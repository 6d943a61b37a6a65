//! Routes nested under `/api`.

pub mod models;
pub mod predict;
pub mod upload;

use std::sync::Arc;

use axum::Router;
use utoipa::OpenApi;

use crate::state::AppState;

pub fn router() -> Router<Arc<AppState>> {
    Router::new()
        .merge(upload::router())
        .merge(predict::router())
        .merge(models::router())
}

pub fn api_docs() -> utoipa::openapi::OpenApi {
    let mut doc = upload::UploadApi::openapi();
    doc.merge(predict::PredictApi::openapi());
    doc.merge(models::ModelsApi::openapi());
    doc
}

§ Exercise requirements: Copy every line from the entries that contains the word "merge".

§ Response:
        .merge(upload::router())
        .merge(predict::router())
        .merge(models::router())
    doc.merge(predict::PredictApi::openapi());
    doc.merge(models::ModelsApi::openapi());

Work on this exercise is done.